Photo sourtesy of Julie Naumann.
Photo courtesy of Julie Naumann.

If you’ve been to many national forests, chances are you’ve seen signs like the one to the left: walk on this field and a land mine might explode. In her talk this morning at the ESA Annual Meting, Julie Naumann of the U.S. Army Corps of engineers explained that even if they don’t explode, these buried capsules of TNT and other explosives are bad news for plants.
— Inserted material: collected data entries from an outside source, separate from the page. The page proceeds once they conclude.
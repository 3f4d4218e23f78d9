// Content Workflow Library - editorial stage tracking, reminders and analytics
// This exposes the core components for testing and integration

pub mod analytics;
pub mod cli;
pub mod clock;
pub mod config;
pub mod events;
pub mod external;
pub mod scheduler;
pub mod shutdown;
pub mod telemetry;
pub mod workflow;

// Re-export key types for easy access
pub use analytics::{format_report, ReportOptions, WorkflowAnalyzer, WorkflowReport};
pub use clock::{Clock, ManualClock, SharedClock, SystemClock};
pub use config::ContentWorkflowConfig;
pub use events::{BridgeOutcome, ContentEvent, EventBridge, EventBus, EventHandler, InProcessEventBus, Topic};
pub use external::{ContentStore, ContentSummary, Notification, NotificationKind, NotificationSink};
pub use scheduler::{ReminderFrequency, ReminderScheduler, SchedulerSettings, TickOutcome, TickReport};
pub use shutdown::ShutdownCoordinator;
pub use telemetry::{init_telemetry, workflow_span};
pub use workflow::{
    ChangeOptions, CreateWorkflowOptions, EngineCollaborators, Stage, StageSet, TransitionRecord,
    Workflow, WorkflowEngine, WorkflowError, WorkflowResult,
};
Land mine capsules aren’t made to withstand weathering, and as a result, TNT powder can leach out of buried mines and into the soil. Naumann wanted to know what effects this leaching had on plant physiology. She raised individuals of common wax myrtle, a shrub that grows freely on land mine fields in coastal Virginia, and exposed their soil to a range of TNT concentrations. Not surprisingly, the plants showed significant signs of stress, including closing of stomates – tiny holes that act like plant nostrils — and reduced photosynthesis.

The stressed-out plants didn’t just keel over and die, though.  All of the plants except for the ones exposed to the highest TNT concentration recovered their stomatal conductance, or the passage of gases and water through the plants’ stomates.

“A lot of the TNT is stored in the plants’ leaves,” said Naumann. “There, it’s metabolized into less toxic compounds.”

So, if the plants can suck up toxins in the soil, get sick for awhile, but then recover, could we use them as toxin filters in areas where soils are contaminated – in scientific terms, phytoremediation?  In this case, Naumann doesn’t think so. She points out that you can’t just walk out onto a mine field to plant and water vegetation, and that doing so repeatedly by helicopter would be prohibitively expensive. But she does think that the plants could be good indicators of other toxins.

“Plants could be a useful tool for detecting anthropogenic stresses in soil,” she said.